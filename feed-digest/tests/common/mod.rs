#![allow(dead_code)]

use async_trait::async_trait;
use chrono::{DateTime, TimeZone, Utc};
use feed_digest::enricher::{SCORE_SYSTEM_PROMPT, SUMMARY_SYSTEM_PROMPT};
use feed_digest::trends::TRENDS_SYSTEM_PROMPT;
use feed_digest::{
    Clock, DigestError, Enrichment, FeedTransport, Item, ItemId, ItemStore, ItemWithEnrichment,
    ModelBackend, NewItem, Notifier, RawFeedItem, Result, Source, SqliteStore, SubScores, Window,
};
use std::collections::{HashMap, VecDeque};
use std::sync::atomic::{AtomicUsize, Ordering};
use std::sync::{Arc, Mutex, Once};
use std::time::Duration;

static TRACING: Once = Once::new();

pub fn init_tracing() {
    TRACING.call_once(|| {
        let _ = tracing_subscriber::fmt()
            .with_max_level(tracing::Level::DEBUG)
            .with_test_writer()
            .try_init();
    });
}

/// 2025-03-10T12:00:00Z
pub fn fixed_now() -> DateTime<Utc> {
    Utc.with_ymd_and_hms(2025, 3, 10, 12, 0, 0).unwrap()
}

pub fn hours_ago(hours: i64) -> DateTime<Utc> {
    fixed_now() - chrono::Duration::hours(hours)
}

/// Clock frozen at a fixed instant. `sleep` returns immediately, advances the
/// clock and records the requested duration.
pub struct FakeClock {
    now: Mutex<DateTime<Utc>>,
    sleeps: Mutex<Vec<Duration>>,
}

impl FakeClock {
    pub fn new(now: DateTime<Utc>) -> Arc<Self> {
        Arc::new(Self {
            now: Mutex::new(now),
            sleeps: Mutex::new(Vec::new()),
        })
    }

    pub fn sleeps(&self) -> Vec<Duration> {
        self.sleeps.lock().unwrap().clone()
    }

    pub fn set(&self, now: DateTime<Utc>) {
        *self.now.lock().unwrap() = now;
    }
}

#[async_trait]
impl Clock for FakeClock {
    fn now(&self) -> DateTime<Utc> {
        *self.now.lock().unwrap()
    }

    async fn sleep(&self, duration: Duration) {
        self.sleeps.lock().unwrap().push(duration);
        let mut now = self.now.lock().unwrap();
        *now += chrono::Duration::from_std(duration).unwrap();
    }
}

#[derive(Debug, Clone, Copy, PartialEq, Eq, Hash)]
pub enum PromptKind {
    Score,
    Summary,
    Trends,
}

impl PromptKind {
    fn of(system_prompt: &str) -> Self {
        if system_prompt == SCORE_SYSTEM_PROMPT {
            PromptKind::Score
        } else if system_prompt == SUMMARY_SYSTEM_PROMPT {
            PromptKind::Summary
        } else if system_prompt == TRENDS_SYSTEM_PROMPT {
            PromptKind::Trends
        } else {
            panic!("unexpected system prompt: {system_prompt}")
        }
    }
}

/// Model backend answering from per-prompt queues, falling back to a fixed
/// default per prompt kind. `Err` entries become backend failures.
#[derive(Default)]
pub struct ScriptedBackend {
    queued: Mutex<HashMap<PromptKind, VecDeque<std::result::Result<String, String>>>>,
    defaults: Mutex<HashMap<PromptKind, std::result::Result<String, String>>>,
    calls: Mutex<Vec<(PromptKind, String)>>,
}

impl ScriptedBackend {
    pub fn new() -> Arc<Self> {
        Arc::new(Self::default())
    }

    /// Backend that scores everything 9/8/7, summarizes and finds one trend.
    pub fn happy() -> Arc<Self> {
        let backend = Self::new();
        backend.set_default(PromptKind::Score, Ok(score_json(9, 8, 7)));
        backend.set_default(PromptKind::Summary, Ok(summary_json("A synopsis.")));
        backend.set_default(
            PromptKind::Trends,
            Ok(r#"{"trends":[{"title":"Rust everywhere","description":"More Rust.","articles":[]}]}"#.to_string()),
        );
        backend
    }

    pub fn push(&self, kind: PromptKind, response: std::result::Result<String, String>) {
        self.queued
            .lock()
            .unwrap()
            .entry(kind)
            .or_default()
            .push_back(response);
    }

    pub fn set_default(&self, kind: PromptKind, response: std::result::Result<String, String>) {
        self.defaults.lock().unwrap().insert(kind, response);
    }

    pub fn calls(&self, kind: PromptKind) -> usize {
        self.calls.lock().unwrap().iter().filter(|(k, _)| *k == kind).count()
    }

    pub fn total_calls(&self) -> usize {
        self.calls.lock().unwrap().len()
    }

    pub fn prompts(&self, kind: PromptKind) -> Vec<String> {
        self.calls
            .lock()
            .unwrap()
            .iter()
            .filter(|(k, _)| *k == kind)
            .map(|(_, p)| p.clone())
            .collect()
    }
}

#[async_trait]
impl ModelBackend for ScriptedBackend {
    fn backend_name(&self) -> String {
        "scripted".to_string()
    }

    async fn complete(&self, system_prompt: &str, user_prompt: &str) -> Result<String> {
        let kind = PromptKind::of(system_prompt);
        self.calls.lock().unwrap().push((kind, user_prompt.to_string()));

        let queued = self
            .queued
            .lock()
            .unwrap()
            .get_mut(&kind)
            .and_then(|q| q.pop_front());
        let response = queued.or_else(|| self.defaults.lock().unwrap().get(&kind).cloned());

        match response {
            Some(Ok(text)) => Ok(text),
            Some(Err(body)) => Err(DigestError::Backend { status: 500, body }),
            None => Err(DigestError::Backend {
                status: 500,
                body: format!("no scripted response for {kind:?}"),
            }),
        }
    }
}

pub enum FeedBehavior {
    Entries(Vec<RawFeedItem>),
    /// Entries served after a delay on the tokio clock.
    Slow(Duration, Vec<RawFeedItem>),
    Fail,
    Hang,
}

/// Transport serving canned feeds by URL. Unknown URLs fail.
#[derive(Default)]
pub struct FakeTransport {
    feeds: Mutex<HashMap<String, FeedBehavior>>,
    requests: Mutex<Vec<String>>,
    in_flight: AtomicUsize,
    peak_in_flight: AtomicUsize,
}

struct InFlight<'a>(&'a AtomicUsize);

impl Drop for InFlight<'_> {
    fn drop(&mut self) {
        self.0.fetch_sub(1, Ordering::SeqCst);
    }
}

impl FakeTransport {
    pub fn new() -> Arc<Self> {
        Arc::new(Self::default())
    }

    pub fn serve(&self, url: &str, behavior: FeedBehavior) {
        self.feeds.lock().unwrap().insert(url.to_string(), behavior);
    }

    pub fn requests(&self) -> Vec<String> {
        self.requests.lock().unwrap().clone()
    }

    /// Highest number of fetches that were running at the same time.
    pub fn peak_in_flight(&self) -> usize {
        self.peak_in_flight.load(Ordering::SeqCst)
    }
}

#[async_trait]
impl FeedTransport for FakeTransport {
    async fn fetch_feed(&self, url: &str) -> Result<Vec<RawFeedItem>> {
        self.requests.lock().unwrap().push(url.to_string());
        let running = self.in_flight.fetch_add(1, Ordering::SeqCst) + 1;
        self.peak_in_flight.fetch_max(running, Ordering::SeqCst);
        let _guard = InFlight(&self.in_flight);

        let slow = match self.feeds.lock().unwrap().get(url) {
            Some(FeedBehavior::Slow(delay, entries)) => Some((*delay, entries.clone())),
            _ => None,
        };
        if let Some((delay, entries)) = slow {
            tokio::time::sleep(delay).await;
            return Ok(entries);
        }

        let outcome = match self.feeds.lock().unwrap().get(url) {
            Some(FeedBehavior::Entries(entries)) => Some(Ok(entries.clone())),
            Some(FeedBehavior::Slow(..)) => None,
            Some(FeedBehavior::Fail) => Some(Err(DigestError::General("HTTP 500".into()))),
            Some(FeedBehavior::Hang) => None,
            None => Some(Err(DigestError::General("HTTP 404".into()))),
        };

        match outcome {
            Some(result) => result,
            None => std::future::pending().await,
        }
    }
}

#[derive(Default)]
pub struct RecordingNotifier {
    fail: bool,
    sent: Mutex<Vec<(String, String)>>,
}

impl RecordingNotifier {
    pub fn new() -> Arc<Self> {
        Arc::new(Self::default())
    }

    pub fn failing() -> Arc<Self> {
        Arc::new(Self {
            fail: true,
            ..Default::default()
        })
    }

    pub fn sent(&self) -> Vec<(String, String)> {
        self.sent.lock().unwrap().clone()
    }
}

#[async_trait]
impl Notifier for RecordingNotifier {
    fn channel_name(&self) -> String {
        "recording".to_string()
    }

    async fn send(&self, title: &str, body: &str) -> Result<()> {
        if self.fail {
            return Err(DigestError::Delivery("channel unavailable".into()));
        }
        self.sent
            .lock()
            .unwrap()
            .push((title.to_string(), body.to_string()));
        Ok(())
    }
}

/// Store kept in memory for tests that run with a paused tokio clock.
#[derive(Default)]
pub struct MemoryStore {
    sources: Mutex<Vec<Source>>,
    items: Mutex<Vec<Item>>,
}

impl MemoryStore {
    pub fn new() -> Arc<Self> {
        Arc::new(Self::default())
    }

    pub fn items(&self) -> Vec<Item> {
        self.items.lock().unwrap().clone()
    }
}

#[async_trait]
impl ItemStore for MemoryStore {
    async fn upsert_sources(&self, sources: &[Source]) -> Result<()> {
        *self.sources.lock().unwrap() = sources.to_vec();
        Ok(())
    }

    async fn list_sources(&self) -> Result<Vec<Source>> {
        Ok(self.sources.lock().unwrap().clone())
    }

    async fn insert_item_if_absent(&self, item: &NewItem) -> Result<bool> {
        let mut items = self.items.lock().unwrap();
        if items.iter().any(|i| i.url == item.url) {
            return Ok(false);
        }
        let id = items.len() as ItemId + 1;
        items.push(Item {
            id,
            source: item.source.clone(),
            title: item.title.clone(),
            url: item.url.clone(),
            summary: item.summary.clone(),
            published_at: item.published_at,
            harvested_at: item.harvested_at,
        });
        Ok(true)
    }

    async fn items_in_window(&self, _window: Window) -> Result<Vec<Item>> {
        Ok(self.items())
    }

    async fn unenriched_items(&self, _window: Window) -> Result<Vec<Item>> {
        Ok(Vec::new())
    }

    async fn unsummarized_items(&self, _window: Window) -> Result<Vec<ItemWithEnrichment>> {
        Ok(Vec::new())
    }

    async fn ranked_enriched(
        &self,
        _window: Window,
        _limit: Option<usize>,
    ) -> Result<Vec<ItemWithEnrichment>> {
        Ok(Vec::new())
    }

    async fn undelivered_ranked(
        &self,
        _window: Window,
        _limit: usize,
    ) -> Result<Vec<ItemWithEnrichment>> {
        Ok(Vec::new())
    }

    async fn upsert_enrichment(&self, _enrichment: &Enrichment) -> Result<()> {
        Ok(())
    }

    async fn mark_delivered(&self, _ids: &[ItemId]) -> Result<()> {
        Ok(())
    }

    async fn item_with_enrichment(&self, _id: ItemId) -> Result<Option<ItemWithEnrichment>> {
        Ok(None)
    }

    async fn latest_items(&self, limit: usize) -> Result<Vec<Item>> {
        Ok(self.items().into_iter().rev().take(limit).collect())
    }
}

pub async fn sqlite_store(clock: Arc<FakeClock>) -> Arc<SqliteStore> {
    Arc::new(SqliteStore::in_memory(clock).await.unwrap())
}

pub fn source(domain: &str, rank: u32, score: i64) -> Source {
    Source {
        domain: domain.to_string(),
        score,
        author: format!("author of {domain}"),
        rank,
    }
}

pub fn raw_entry(title: &str, link: &str, published: Option<DateTime<Utc>>) -> RawFeedItem {
    RawFeedItem {
        title: Some(title.to_string()),
        published,
        summary: Some(format!("<p>About {title}</p>")),
        link: Some(link.to_string()),
        alternate_links: vec![link.to_string()],
        ..Default::default()
    }
}

pub fn new_item(source: &str, title: &str, url: &str, published: Option<DateTime<Utc>>) -> NewItem {
    NewItem {
        source: source.to_string(),
        title: title.to_string(),
        url: url.to_string(),
        summary: format!("About {title}"),
        published_at: published,
        harvested_at: fixed_now(),
    }
}

pub fn enrichment(item_id: ItemId, relevance: u8, quality: u8, timeliness: u8) -> Enrichment {
    Enrichment {
        item_id,
        scores: SubScores {
            relevance,
            quality,
            timeliness,
        },
        category: "Systems".to_string(),
        keywords: vec!["rust".to_string(), "sqlite".to_string()],
        synopsis: String::new(),
        translated_title: String::new(),
        rationale: String::new(),
        enriched_at: fixed_now(),
        delivered_at: None,
    }
}

pub fn score_json(relevance: u8, quality: u8, timeliness: u8) -> String {
    format!(
        r#"{{"relevance":{relevance},"quality":{quality},"timeliness":{timeliness},"category":"Systems","keywords":["rust","async"]}}"#
    )
}

pub fn summary_json(synopsis: &str) -> String {
    format!(r#"{{"summary":"{synopsis}","title_cn":"标题","recommend_reason":"值得一读"}}"#)
}

/// Insert an item and return its id.
pub async fn insert(store: &dyn ItemStore, item: NewItem) -> ItemId {
    assert!(store.insert_item_if_absent(&item).await.unwrap());
    store
        .latest_items(100)
        .await
        .unwrap()
        .into_iter()
        .find(|i| i.url == item.url)
        .map(|i| i.id)
        .unwrap()
}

━━━━━━━━━━

**Work item**
All lines above from the one containing "pub struct ScriptedBackend" to the one containing "async fn complete(&self, system_prompt: &str, user_prompt: &str)" must be repeated exactly, both lines included, and no others.

**Written solution**
pub struct ScriptedBackend {
    queued: Mutex<HashMap<PromptKind, VecDeque<std::result::Result<String, String>>>>,
    defaults: Mutex<HashMap<PromptKind, std::result::Result<String, String>>>,
    calls: Mutex<Vec<(PromptKind, String)>>,
}

impl ScriptedBackend {
    pub fn new() -> Arc<Self> {
        Arc::new(Self::default())
    }

    /// Backend that scores everything 9/8/7, summarizes and finds one trend.
    pub fn happy() -> Arc<Self> {
        let backend = Self::new();
        backend.set_default(PromptKind::Score, Ok(score_json(9, 8, 7)));
        backend.set_default(PromptKind::Summary, Ok(summary_json("A synopsis.")));
        backend.set_default(
            PromptKind::Trends,
            Ok(r#"{"trends":[{"title":"Rust everywhere","description":"More Rust.","articles":[]}]}"#.to_string()),
        );
        backend
    }

    pub fn push(&self, kind: PromptKind, response: std::result::Result<String, String>) {
        self.queued
            .lock()
            .unwrap()
            .entry(kind)
            .or_default()
            .push_back(response);
    }

    pub fn set_default(&self, kind: PromptKind, response: std::result::Result<String, String>) {
        self.defaults.lock().unwrap().insert(kind, response);
    }

    pub fn calls(&self, kind: PromptKind) -> usize {
        self.calls.lock().unwrap().iter().filter(|(k, _)| *k == kind).count()
    }

    pub fn total_calls(&self) -> usize {
        self.calls.lock().unwrap().len()
    }

    pub fn prompts(&self, kind: PromptKind) -> Vec<String> {
        self.calls
            .lock()
            .unwrap()
            .iter()
            .filter(|(k, _)| *k == kind)
            .map(|(_, p)| p.clone())
            .collect()
    }
}

#[async_trait]
impl ModelBackend for ScriptedBackend {
    fn backend_name(&self) -> String {
        "scripted".to_string()
    }

    async fn complete(&self, system_prompt: &str, user_prompt: &str) -> Result<String> {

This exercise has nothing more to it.